WHO and partners have also said the response has been hampered by a lack of resources, repeatedly citing a $50 million gap in its Ebola containment plan.
“Unless there’s a big scale-up in the [funding] response, we’re unlikely to be successful in getting to zero cases,” UN Emergency Relief Coordinator Mark Lowcock said.
A disease outbreak is one thing. Yet it is unfolding in the turbulent part of northeastern Congo where dozens of rebel groups are active and wary communities had never experienced the disease before. Health workers have faced misinformation and even deadly attacks that have hampered the critical work of tracing contacts of infected people and deploying an experimental but effective Ebola vaccine.
The WHO’s declaration quickly led to fears among some Congolese authorities and residents that governments might close borders or take other measures that could hurt the local economy.
One Congolese, 25-year-old Clovis Mutsuva, told The Associated Press that while the declaration might bring in needed funds to help contain the outbreak, any border closures would make locals “more unhappy.” A lot of key local merchandise such as fuel comes from Kenya and neighboring Uganda, Mr. Mutsuva said.

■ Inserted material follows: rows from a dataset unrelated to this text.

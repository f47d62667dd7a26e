//! Fundamental types for the HushVote protocol.
//!
//! This crate defines the core types shared across every other crate in the workspace:
//! voter addresses, voting identifiers, timestamps and clocks, protocol limits, and the
//! voting-type and lifecycle enums.

pub mod address;
pub mod error;
pub mod id;
pub mod params;
pub mod state;
pub mod time;

pub use address::VoterAddress;
pub use error::TypeError;
pub use id::VotingId;
pub use params::ProtocolLimits;
pub use state::{VotingStatus, VotingType};
pub use time::{Clock, SystemClock, Timestamp};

“This scares us because Goma risks becoming isolated from the rest of the world,” added Katembo Kabunga as some people in the city received vaccinations.
June saw the first confirmed cases in Uganda and a case just 43 miles from the border with South Sudan, where a recently ended civil war badly weakened the health system.
Some aid groups say they hope the declaration will spark a radical shift in Ebola response efforts to help address community resistance. The medical charity Doctors Without Borders said the outbreak is still not under control.
This is the fifth such declaration in history. Previous emergencies were declared for the devastating 2014-16 Ebola outbreak in West Africa that killed more than 11,000 people, the emergence of Zika in the Americas, the swine flu pandemic and polio.
WHO defines a global emergency as an “extraordinary event” that constitutes a risk to other countries and requires a coordinated international response. WHO was heavily criticized for its sluggish response to the West Africa outbreak, which it repeatedly declined to declare a global emergency until the virus was spreading explosively in three countries and nearly 1,000 people were dead.
As the global community springs more fully into action, those in the DRC are doing what they can to survive.
“God help us if Ebola is now in Goma,” said Baudouine Rudahigwa, 30. “My children are now on alert that they can’t greet or play with others. They are washing their hands all the time.”
This article contains information from The Associated Press.